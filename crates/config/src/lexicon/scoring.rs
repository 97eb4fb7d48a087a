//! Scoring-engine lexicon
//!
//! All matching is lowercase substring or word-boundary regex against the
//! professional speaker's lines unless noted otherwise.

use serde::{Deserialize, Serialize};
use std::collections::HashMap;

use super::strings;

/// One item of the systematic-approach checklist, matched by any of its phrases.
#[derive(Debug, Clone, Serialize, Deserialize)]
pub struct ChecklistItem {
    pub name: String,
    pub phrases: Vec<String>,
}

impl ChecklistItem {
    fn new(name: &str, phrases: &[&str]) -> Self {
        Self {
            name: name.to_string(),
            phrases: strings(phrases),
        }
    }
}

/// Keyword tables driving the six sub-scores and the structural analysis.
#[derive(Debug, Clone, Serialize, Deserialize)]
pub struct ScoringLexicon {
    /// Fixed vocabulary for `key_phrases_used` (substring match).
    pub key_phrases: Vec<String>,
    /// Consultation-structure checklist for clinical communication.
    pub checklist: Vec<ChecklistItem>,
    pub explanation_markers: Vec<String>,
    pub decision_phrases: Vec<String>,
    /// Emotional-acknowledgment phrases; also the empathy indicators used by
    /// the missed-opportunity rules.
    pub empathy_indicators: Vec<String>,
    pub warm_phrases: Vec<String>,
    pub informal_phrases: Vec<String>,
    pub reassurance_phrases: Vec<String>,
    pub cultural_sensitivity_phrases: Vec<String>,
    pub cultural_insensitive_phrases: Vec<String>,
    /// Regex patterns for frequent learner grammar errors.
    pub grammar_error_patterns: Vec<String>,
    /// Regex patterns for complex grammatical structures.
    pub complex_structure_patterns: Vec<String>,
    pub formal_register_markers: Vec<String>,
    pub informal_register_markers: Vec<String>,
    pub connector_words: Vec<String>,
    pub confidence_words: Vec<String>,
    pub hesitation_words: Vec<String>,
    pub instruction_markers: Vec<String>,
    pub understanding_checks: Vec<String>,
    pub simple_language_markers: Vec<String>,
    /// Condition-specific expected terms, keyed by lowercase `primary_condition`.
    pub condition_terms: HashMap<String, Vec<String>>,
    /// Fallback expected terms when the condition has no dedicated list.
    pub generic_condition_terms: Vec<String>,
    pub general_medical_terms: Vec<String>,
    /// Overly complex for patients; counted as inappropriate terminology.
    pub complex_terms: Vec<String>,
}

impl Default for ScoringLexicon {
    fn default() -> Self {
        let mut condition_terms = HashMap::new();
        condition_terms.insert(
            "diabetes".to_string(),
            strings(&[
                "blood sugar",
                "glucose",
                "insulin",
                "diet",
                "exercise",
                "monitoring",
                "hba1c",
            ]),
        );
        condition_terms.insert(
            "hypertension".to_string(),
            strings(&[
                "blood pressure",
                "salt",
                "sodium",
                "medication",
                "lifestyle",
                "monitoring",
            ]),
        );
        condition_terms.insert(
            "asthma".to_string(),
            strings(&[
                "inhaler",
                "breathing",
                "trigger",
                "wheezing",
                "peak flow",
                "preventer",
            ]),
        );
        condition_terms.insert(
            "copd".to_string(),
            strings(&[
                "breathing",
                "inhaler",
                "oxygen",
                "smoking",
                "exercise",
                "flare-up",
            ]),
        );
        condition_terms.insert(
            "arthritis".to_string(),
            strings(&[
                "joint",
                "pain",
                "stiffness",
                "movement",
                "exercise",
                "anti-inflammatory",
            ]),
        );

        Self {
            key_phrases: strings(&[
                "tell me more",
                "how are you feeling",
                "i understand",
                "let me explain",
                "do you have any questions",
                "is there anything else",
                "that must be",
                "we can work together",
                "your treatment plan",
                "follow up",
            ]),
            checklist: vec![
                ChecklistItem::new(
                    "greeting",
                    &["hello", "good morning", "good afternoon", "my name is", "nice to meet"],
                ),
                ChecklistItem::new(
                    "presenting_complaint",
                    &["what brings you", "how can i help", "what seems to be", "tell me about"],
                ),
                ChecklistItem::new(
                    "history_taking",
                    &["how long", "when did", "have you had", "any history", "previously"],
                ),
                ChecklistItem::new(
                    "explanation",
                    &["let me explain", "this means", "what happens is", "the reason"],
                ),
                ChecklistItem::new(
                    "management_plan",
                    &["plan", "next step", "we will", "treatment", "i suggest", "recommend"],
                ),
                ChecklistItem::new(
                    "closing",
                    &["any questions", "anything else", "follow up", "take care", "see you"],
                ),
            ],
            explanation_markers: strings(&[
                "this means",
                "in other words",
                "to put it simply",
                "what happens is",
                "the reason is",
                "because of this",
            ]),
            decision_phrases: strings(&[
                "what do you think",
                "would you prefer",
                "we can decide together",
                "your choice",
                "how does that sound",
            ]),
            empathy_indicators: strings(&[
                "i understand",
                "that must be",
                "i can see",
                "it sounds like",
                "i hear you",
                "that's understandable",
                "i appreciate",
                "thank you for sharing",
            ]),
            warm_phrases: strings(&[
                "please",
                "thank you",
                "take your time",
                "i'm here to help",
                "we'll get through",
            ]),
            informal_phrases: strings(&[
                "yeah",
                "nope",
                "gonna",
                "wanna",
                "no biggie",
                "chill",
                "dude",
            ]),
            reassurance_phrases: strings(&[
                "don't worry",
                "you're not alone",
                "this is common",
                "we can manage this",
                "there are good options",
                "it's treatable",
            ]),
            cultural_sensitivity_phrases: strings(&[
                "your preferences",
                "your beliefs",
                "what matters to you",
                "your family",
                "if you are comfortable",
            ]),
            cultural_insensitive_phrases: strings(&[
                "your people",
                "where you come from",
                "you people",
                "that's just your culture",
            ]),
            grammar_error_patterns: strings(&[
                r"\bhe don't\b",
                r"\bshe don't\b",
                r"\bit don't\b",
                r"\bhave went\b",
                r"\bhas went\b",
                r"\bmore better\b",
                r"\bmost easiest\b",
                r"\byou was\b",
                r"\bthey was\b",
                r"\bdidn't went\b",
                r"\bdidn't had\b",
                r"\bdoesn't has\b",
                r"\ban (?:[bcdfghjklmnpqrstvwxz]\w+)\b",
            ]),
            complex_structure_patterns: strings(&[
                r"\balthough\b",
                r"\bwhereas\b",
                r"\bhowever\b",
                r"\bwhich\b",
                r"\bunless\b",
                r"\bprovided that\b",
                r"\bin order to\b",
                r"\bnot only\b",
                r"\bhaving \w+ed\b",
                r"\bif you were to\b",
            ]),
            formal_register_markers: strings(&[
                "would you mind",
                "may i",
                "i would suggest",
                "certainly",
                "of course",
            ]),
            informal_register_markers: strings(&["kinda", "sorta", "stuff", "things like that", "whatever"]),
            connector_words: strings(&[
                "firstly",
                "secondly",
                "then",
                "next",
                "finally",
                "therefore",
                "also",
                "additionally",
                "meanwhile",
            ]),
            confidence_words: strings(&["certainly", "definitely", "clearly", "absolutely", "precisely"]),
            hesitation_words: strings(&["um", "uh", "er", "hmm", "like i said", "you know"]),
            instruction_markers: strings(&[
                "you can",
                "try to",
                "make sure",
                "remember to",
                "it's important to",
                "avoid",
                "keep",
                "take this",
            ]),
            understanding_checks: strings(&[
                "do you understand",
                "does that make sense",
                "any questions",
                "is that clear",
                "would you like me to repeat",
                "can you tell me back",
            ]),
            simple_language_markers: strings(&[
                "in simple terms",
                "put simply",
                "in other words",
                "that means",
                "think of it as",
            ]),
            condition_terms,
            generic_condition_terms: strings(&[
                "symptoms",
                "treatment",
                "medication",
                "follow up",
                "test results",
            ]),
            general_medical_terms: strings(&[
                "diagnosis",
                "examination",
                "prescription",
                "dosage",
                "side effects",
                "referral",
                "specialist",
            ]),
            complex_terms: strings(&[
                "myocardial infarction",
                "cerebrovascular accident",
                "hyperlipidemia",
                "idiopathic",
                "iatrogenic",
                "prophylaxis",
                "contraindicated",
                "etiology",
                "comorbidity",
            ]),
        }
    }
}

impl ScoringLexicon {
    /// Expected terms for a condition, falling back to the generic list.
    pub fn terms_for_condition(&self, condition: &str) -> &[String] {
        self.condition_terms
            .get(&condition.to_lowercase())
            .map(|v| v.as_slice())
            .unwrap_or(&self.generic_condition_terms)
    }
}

^^^^

* _What you should do_: Search the listing above for the string "good" and return each line it appears on.

* _Answer to the problem_:
                    &["hello", "good morning", "good afternoon", "my name is", "nice to meet"],
                "there are good options",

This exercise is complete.